One For The Ages

In May of 1992, my eighteen-month old son and I moved into a 1252 sq. ft. airplane bungalow on the east side of Brookside.  A handful of friends dragged my boxes, rocking chairs, futons, and Patrick’s toddler bed across the polished hardwood floor.  By mid-morning I had come to realize two salient facts which would have a powerful impact on the coming months:  I did not own enough furniture to fill the house, and I would be sharing a driveway with an amazing woman whom I would come to regard as a treasured friend with a boundless heart and an endless smile.

Marcella Womack had two children, one grandchild, and a myriad of devoted friends.  She had a full life, rich and complex.  But she made each person the center of her attention.  She never took her eyes from your face as you spoke.  She’d gesture to the couch and hand you a cup of herb tea.  She would settle next to you, and open her space to whatever you offered.  Each hour that I spent with Marcella improved my attitude beyond measure.

She had lived an amazing life and eased into middle age by the time I met her.  She had succeeded in a series of phenomenal and impactful careers, most recently by teaching people how to do their own jobs with more empathy and compassion.  Her spiritual journey had deepened her connection to the physical world in ways that I still do not quite comprehend.  Marcella touched lives with a powerful but gentle hand.  I spent hours in conversations with her, on my porch, in her living room, on the back stoop while my son played with her grandson Austin.  

That first year in my new house posed many challenges for me, from rats to flooding to a sudden loss of income with a car payment, a mortgage, and challenging health issues.  Once Marcella fielded a nosy repo guy for me.  A couple of times, she watched Patrick while I scrounged for contract work in the months when my new law firm did not yield enough money to support us.  In the deep winter, when I fell on ice in the driveway, she opened her door to my toddler and followed him through the dark to the place where his mom lay battered, sobbing, and desperately unable to stand.  Marcella dragged me into the house and poured hot tea down my throat, made dinner from my meager groceries, and held my hand while she rocked my little boy to sleep.

Marcella moved from our street a few years later.  We kept in touch, though not as often as either of us would have liked.  She came to my wedding in 1998, and to several gatherings.  Mostly she and I met for coffee or lunch.  Those times became less frequent in more recent years, as I weathered a divorce, my son’s departure from home, medical issues, another failed marriage, and, ultimately, my own decampment from the Midwest.

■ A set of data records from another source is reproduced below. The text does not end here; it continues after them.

use thiserror::Error;

#[derive(Error, Debug)]
pub enum BlobError {
    #[error("Invalid blob id {id:?}: {reason}")]
    InvalidId { id: String, reason: String },

    #[error("Invalid checksum {checksum:?}: {reason}")]
    InvalidChecksum { checksum: String, reason: String },

    #[error("Blob not found: {id}=={checksum}")]
    NotFound { id: String, checksum: String },

    #[error("IO error: {0}")]
    Io(#[from] std::io::Error),
}

impl BlobError {
    pub fn is_not_found(&self) -> bool {
        matches!(self, BlobError::NotFound { .. })
    }
}

pub type Result<T> = std::result::Result<T, BlobError>;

I last saw Marcella just before I sold the Holmes house.  We shared a meal and strolled through a public park.  She brought an angel for me, which I hung on the house and later left for the new owner.  She encouraged me.  With her gentle ways, and boundless enthusiasm, she promised that my life would only get better, that I would find comfort and peace, that my spirit only needed rest and it would soar again without fail.  

On one of my visits home in 2018, I planned to visit Marcella but had to cancel.  In a flash of prophecy, I feared that a bad head cold might pose an issue for her, given her age and her own health issues.  We spoke on the phone, her voice still lilting and cheerful.  For the next year, we communicated by messages on social media, comments on each other’s posts, and the occasional email.  Marcella’s love for her daughter, son-in-law, and grandson shone in every facet of her existence.  Her passion for justice, peace, and harmony; and her incredible enthusiasm for new ideas; never abated.

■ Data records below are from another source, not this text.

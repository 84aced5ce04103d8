//! Time and Log Level Abstractions
//!
//! Injectable time source so that timestamps stamped during a sync pass can be
//! controlled in tests, plus the log level shared with the logging setup.

use chrono::{DateTime, Utc};
use serde::{Deserialize, Serialize};

/// Source of "now" for record modification times
pub trait Clock: Send + Sync {
    fn now(&self) -> DateTime<Utc>;
}

/// System clock implementation using actual system time
#[derive(Debug, Clone, Default)]
pub struct SystemClock;

impl Clock for SystemClock {
    fn now(&self) -> DateTime<Utc> {
        Utc::now()
    }
}

/// Clock frozen at a single instant
#[derive(Debug, Clone)]
pub struct FixedClock(pub DateTime<Utc>);

impl Clock for FixedClock {
    fn now(&self) -> DateTime<Utc> {
        self.0
    }
}

/// Log level
#[derive(Debug, Clone, Copy, PartialEq, Eq, PartialOrd, Ord, Serialize, Deserialize)]
pub enum LogLevel {
    Trace,
    Debug,
    Info,
    Warn,
    Error,
}

impl LogLevel {
    pub fn as_str(&self) -> &'static str {
        match self {
            LogLevel::Trace => "trace",
            LogLevel::Debug => "debug",
            LogLevel::Info => "info",
            LogLevel::Warn => "warn",
            LogLevel::Error => "error",
        }
    }
}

Marcella died during the height of the Covid-19 pandemic.  Her faithful family strove to be with her as much as the lockdown allowed.  I watched for posts about her.  I followed her journey from this life.  I mourned the world’s loss of her.  I cried because I would never see her face again, though I know her spirit endures.  She is truly a being for the ages, an old soul, an indispensable part of the eternal cosmos.

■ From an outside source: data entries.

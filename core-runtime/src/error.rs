use thiserror::Error;

#[derive(Error, Debug)]
pub enum Error {
    #[error("Configuration error: {0}")]
    Config(String),

    #[error("Capability missing: {capability} - {message}")]
    CapabilityMissing { capability: String, message: String },
}

pub type Result<T> = std::result::Result<T, Error>;
//! Integration tests for logging system

use bridge_traits::time::LogLevel;
use core_runtime::logging::{init_logging, redact_if_sensitive, LogFormat, LoggingConfig};
use core_runtime::Error;

// A global subscriber can only be installed once per process, so both the
// first and the second call live in the same test.
#[test]
fn test_init_logging_only_once() {
    let config = LoggingConfig::default()
        .with_format(LogFormat::Compact)
        .with_level(LogLevel::Debug)
        .with_spans(false);

    init_logging(config.clone()).expect("first initialization succeeds");

    tracing::info!(target: "core_sync", pages = 1, "logging initialized");

    let second = init_logging(config);
    assert!(matches!(second, Err(Error::Config(_))));
}

#[test]
fn test_redaction_of_credentials() {
    assert_eq!(redact_if_sensitive("access_token", "ya29.a0"), "[REDACTED]");
    assert_eq!(redact_if_sensitive("refresh_token", "1//0g"), "[REDACTED]");
    assert_eq!(redact_if_sensitive("client_secret", "GOCSPX"), "[REDACTED]");
}

#[test]
fn test_redaction_keeps_identifiers() {
    assert_eq!(redact_if_sensitive("file_id", "1a2b3c"), "1a2b3c");
    assert_eq!(redact_if_sensitive("checksum", "d41d8cd9"), "d41d8cd9");
    assert!(!redact_if_sensitive("owner", "alice@example.com").contains("example.com"));
}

Tonight, at the end of a long and challenging work-week, I came home to a parcel from Marcella’s daughter, Diane Womack Leff.  When I lifted the note from the box and saw the lovely objects beneath, tears slid down my cheeks.  A string of hearts which I vividly recall at Marcella’s home; two angels that I had seen in the photos of the estate sale items; a pretty pin.  And a smiling photo on the program from her memorial service, which I had seen live online. 

I held Marcella’s photo in my hands for a long, lovely moment.  Then I lifted the angels to see which ones I had been sent, since I know this line and I know that each has a special purpose.  My heart was made glad; and I smiled through my tears.

Angel of Healing.

Angel of Miracles.

It’s the twenty-second day of the ninety-second month of My Year Without Complaining.  Life continues.